:: Available records ::
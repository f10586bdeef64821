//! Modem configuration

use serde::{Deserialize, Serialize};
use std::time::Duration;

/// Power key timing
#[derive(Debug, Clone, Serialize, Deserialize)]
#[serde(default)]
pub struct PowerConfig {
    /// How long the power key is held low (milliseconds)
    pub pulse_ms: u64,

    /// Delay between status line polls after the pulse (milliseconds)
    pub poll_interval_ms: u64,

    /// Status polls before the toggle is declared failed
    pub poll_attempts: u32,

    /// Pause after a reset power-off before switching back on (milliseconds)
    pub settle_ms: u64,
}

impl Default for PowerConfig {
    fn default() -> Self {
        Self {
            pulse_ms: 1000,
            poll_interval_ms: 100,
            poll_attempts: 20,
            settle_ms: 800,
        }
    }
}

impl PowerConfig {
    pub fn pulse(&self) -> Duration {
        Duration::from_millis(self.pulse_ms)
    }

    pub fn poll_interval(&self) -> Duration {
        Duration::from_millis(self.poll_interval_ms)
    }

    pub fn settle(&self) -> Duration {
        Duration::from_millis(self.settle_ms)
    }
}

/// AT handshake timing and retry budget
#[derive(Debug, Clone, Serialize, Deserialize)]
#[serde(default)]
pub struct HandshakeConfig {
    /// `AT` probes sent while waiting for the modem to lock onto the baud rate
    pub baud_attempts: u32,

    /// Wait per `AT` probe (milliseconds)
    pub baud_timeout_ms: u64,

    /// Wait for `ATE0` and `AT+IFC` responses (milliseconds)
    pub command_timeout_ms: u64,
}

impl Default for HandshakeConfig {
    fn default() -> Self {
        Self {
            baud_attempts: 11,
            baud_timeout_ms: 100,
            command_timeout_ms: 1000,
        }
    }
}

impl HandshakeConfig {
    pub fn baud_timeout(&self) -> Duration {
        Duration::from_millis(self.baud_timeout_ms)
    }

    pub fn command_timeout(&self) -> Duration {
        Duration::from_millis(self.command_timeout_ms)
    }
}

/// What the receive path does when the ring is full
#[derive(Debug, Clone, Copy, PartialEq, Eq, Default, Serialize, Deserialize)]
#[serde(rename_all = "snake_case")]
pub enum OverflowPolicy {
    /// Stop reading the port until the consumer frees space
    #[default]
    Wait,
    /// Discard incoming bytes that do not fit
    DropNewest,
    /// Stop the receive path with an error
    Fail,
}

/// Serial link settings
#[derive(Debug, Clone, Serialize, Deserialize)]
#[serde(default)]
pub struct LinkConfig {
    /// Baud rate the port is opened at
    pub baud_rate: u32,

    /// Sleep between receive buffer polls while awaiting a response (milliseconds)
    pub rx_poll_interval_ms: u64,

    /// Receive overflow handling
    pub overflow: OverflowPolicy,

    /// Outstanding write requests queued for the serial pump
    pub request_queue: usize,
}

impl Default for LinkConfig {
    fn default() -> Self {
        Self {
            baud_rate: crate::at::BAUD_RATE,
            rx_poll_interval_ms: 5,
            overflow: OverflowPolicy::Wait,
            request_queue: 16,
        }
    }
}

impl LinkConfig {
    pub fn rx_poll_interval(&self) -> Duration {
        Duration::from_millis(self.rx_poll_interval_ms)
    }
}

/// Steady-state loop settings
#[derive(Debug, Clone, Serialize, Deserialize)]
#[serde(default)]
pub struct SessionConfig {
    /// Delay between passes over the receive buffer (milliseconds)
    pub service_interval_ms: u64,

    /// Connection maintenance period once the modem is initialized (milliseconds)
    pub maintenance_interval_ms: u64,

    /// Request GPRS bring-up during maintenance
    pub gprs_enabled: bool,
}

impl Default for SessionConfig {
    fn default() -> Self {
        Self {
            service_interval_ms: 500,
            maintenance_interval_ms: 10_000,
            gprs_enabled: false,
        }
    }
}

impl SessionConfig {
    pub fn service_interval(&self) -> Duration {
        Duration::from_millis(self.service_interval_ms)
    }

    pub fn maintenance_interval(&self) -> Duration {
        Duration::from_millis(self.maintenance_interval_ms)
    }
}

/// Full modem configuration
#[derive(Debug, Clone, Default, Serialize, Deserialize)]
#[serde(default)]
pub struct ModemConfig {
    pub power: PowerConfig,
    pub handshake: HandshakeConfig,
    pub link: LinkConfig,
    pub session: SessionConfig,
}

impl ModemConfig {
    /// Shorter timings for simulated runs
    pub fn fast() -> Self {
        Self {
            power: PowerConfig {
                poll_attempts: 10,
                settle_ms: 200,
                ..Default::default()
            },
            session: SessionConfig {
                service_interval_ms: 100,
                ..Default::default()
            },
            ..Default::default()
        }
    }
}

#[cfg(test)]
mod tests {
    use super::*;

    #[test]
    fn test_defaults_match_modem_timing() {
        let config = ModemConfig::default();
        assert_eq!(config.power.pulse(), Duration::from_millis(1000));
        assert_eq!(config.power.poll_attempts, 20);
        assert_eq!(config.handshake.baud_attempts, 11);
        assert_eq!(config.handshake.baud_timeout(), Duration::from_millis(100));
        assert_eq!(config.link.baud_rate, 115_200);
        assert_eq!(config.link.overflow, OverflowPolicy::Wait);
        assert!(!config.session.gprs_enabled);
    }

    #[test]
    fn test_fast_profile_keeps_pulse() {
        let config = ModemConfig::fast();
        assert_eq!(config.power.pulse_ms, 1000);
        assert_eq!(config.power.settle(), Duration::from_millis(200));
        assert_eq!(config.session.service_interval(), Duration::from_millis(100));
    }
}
...
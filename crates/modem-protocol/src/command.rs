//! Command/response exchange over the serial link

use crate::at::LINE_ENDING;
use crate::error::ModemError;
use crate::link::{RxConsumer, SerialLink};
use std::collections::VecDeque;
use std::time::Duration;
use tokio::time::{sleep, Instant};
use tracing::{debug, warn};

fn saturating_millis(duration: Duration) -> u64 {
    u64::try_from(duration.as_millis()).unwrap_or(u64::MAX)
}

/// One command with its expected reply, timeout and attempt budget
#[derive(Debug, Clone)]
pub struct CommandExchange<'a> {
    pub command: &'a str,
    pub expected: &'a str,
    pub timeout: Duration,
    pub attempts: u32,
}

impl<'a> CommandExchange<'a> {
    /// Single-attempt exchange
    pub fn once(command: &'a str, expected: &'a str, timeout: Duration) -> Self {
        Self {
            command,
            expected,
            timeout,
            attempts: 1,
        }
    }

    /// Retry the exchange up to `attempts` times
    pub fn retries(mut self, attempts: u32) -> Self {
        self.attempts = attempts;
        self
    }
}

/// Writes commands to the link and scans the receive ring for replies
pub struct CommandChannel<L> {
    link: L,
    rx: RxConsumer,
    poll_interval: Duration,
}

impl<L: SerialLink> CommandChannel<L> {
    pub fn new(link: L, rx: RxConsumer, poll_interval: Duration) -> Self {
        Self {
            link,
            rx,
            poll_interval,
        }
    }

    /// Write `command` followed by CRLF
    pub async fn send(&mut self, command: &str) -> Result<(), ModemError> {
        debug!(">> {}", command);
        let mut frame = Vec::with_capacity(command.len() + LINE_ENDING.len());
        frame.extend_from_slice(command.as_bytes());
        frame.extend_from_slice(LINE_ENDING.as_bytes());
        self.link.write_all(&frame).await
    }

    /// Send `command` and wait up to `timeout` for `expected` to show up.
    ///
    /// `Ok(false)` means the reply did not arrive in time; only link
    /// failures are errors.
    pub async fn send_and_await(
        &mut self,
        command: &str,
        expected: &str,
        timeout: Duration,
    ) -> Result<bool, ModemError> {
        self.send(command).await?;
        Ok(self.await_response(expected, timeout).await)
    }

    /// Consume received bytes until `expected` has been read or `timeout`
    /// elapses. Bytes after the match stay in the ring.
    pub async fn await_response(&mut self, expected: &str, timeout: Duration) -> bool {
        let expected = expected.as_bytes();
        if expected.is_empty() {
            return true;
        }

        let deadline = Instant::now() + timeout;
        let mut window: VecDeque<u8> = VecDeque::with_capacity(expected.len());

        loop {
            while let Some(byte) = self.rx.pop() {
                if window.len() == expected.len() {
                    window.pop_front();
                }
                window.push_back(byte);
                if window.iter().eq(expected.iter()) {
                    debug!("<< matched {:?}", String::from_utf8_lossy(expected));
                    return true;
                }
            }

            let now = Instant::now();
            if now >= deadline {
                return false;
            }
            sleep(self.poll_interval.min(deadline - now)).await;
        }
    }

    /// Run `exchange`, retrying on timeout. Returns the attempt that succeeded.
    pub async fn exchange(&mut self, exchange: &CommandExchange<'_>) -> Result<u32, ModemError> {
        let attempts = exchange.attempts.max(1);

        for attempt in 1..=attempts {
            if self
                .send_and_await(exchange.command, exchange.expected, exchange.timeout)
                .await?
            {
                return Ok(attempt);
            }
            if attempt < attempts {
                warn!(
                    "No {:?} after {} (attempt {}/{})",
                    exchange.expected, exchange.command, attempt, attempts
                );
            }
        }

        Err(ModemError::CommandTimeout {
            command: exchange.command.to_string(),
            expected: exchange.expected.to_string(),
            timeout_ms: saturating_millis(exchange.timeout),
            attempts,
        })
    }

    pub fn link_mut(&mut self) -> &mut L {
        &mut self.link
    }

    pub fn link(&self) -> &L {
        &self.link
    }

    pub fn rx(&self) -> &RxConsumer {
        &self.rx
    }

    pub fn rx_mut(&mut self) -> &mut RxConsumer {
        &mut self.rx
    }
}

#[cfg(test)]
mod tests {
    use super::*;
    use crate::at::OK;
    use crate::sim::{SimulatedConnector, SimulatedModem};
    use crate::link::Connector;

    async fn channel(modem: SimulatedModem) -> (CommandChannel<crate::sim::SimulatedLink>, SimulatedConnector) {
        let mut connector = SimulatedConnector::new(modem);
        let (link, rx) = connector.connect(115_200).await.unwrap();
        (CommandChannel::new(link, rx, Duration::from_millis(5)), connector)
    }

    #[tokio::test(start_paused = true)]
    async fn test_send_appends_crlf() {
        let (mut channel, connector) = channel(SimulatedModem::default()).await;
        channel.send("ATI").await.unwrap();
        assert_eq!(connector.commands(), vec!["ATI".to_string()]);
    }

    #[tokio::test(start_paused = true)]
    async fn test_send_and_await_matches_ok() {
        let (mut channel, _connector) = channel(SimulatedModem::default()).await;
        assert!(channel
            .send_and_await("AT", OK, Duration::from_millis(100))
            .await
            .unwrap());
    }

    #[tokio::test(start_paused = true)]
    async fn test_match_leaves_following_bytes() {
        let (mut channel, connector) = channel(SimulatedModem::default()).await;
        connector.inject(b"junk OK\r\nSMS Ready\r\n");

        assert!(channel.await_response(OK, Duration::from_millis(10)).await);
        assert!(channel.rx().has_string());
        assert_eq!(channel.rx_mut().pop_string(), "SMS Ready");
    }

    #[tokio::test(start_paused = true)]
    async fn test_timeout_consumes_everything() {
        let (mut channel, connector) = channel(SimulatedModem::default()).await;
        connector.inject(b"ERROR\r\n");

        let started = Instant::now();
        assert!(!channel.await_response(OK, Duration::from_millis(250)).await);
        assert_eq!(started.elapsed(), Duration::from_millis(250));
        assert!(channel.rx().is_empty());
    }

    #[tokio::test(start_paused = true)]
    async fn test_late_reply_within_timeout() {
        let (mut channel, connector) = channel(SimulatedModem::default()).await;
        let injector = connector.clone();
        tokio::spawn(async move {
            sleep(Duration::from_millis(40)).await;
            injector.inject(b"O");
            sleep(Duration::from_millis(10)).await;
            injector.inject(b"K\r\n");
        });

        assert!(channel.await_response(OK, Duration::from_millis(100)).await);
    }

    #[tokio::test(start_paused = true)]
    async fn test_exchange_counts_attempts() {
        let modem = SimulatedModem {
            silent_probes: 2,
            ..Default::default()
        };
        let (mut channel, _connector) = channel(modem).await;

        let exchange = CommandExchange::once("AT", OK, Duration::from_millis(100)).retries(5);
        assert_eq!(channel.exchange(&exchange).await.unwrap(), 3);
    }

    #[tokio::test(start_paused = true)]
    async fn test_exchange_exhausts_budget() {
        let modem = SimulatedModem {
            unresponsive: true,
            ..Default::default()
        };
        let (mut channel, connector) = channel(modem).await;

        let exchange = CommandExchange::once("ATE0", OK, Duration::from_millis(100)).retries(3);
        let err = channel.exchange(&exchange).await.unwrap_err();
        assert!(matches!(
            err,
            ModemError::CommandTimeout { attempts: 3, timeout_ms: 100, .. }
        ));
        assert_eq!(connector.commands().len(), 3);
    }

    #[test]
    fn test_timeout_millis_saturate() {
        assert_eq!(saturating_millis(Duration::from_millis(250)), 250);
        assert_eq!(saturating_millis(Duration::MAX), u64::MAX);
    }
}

:: Activity ::
Can you repeat, word for word, every line above from the one containing "impl<L: SerialLink> CommandChannel<L>" down to the one containing "followed by CRLF", including both?

:: Written answer ::
impl<L: SerialLink> CommandChannel<L> {
    pub fn new(link: L, rx: RxConsumer, poll_interval: Duration) -> Self {
        Self {
            link,
            rx,
            poll_interval,
        }
    }

    /// Write `command` followed by CRLF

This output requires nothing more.